■ **Problem description**
If a line of the listing contains the string "PendingPayment", return that line.

■ **Data extract**
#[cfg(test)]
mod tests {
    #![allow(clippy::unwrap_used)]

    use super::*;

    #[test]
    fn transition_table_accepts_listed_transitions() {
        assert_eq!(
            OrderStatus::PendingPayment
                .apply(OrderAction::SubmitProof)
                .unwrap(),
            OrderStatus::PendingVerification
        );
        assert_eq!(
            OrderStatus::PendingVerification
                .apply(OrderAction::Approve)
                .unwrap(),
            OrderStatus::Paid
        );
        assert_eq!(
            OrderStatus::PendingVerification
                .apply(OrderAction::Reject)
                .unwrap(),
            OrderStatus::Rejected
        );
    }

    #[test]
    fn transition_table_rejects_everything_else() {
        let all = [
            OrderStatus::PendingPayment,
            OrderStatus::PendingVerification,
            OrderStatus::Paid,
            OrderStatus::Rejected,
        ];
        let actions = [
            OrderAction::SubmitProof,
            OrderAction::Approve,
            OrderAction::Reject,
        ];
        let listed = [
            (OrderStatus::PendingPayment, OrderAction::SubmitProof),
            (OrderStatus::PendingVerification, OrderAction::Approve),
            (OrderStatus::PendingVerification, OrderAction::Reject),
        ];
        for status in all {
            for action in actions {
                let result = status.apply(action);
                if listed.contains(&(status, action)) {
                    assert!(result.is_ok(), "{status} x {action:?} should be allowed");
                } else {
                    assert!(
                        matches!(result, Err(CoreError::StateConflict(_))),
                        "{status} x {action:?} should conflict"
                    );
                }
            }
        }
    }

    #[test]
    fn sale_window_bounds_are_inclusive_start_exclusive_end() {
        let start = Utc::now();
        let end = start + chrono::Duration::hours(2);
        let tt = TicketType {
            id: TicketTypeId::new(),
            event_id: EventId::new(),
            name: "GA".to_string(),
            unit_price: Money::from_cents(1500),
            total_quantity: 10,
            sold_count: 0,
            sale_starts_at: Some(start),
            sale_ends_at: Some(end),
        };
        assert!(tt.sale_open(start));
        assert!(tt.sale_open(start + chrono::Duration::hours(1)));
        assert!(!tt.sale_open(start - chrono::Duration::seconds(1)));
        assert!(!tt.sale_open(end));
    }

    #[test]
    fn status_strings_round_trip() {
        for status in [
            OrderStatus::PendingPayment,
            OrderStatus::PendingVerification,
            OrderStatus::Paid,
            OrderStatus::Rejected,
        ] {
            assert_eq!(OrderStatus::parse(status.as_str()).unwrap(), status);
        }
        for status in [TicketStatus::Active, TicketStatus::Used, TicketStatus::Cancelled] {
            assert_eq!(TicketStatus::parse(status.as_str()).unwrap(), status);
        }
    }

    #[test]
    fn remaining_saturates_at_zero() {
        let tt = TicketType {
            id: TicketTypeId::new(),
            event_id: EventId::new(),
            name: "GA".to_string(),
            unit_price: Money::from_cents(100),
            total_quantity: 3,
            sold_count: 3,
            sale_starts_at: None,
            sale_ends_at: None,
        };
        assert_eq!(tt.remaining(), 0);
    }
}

■ **Task solution**
            OrderStatus::PendingPayment
            OrderStatus::PendingPayment,
            (OrderStatus::PendingPayment, OrderAction::SubmitProof),
            OrderStatus::PendingPayment,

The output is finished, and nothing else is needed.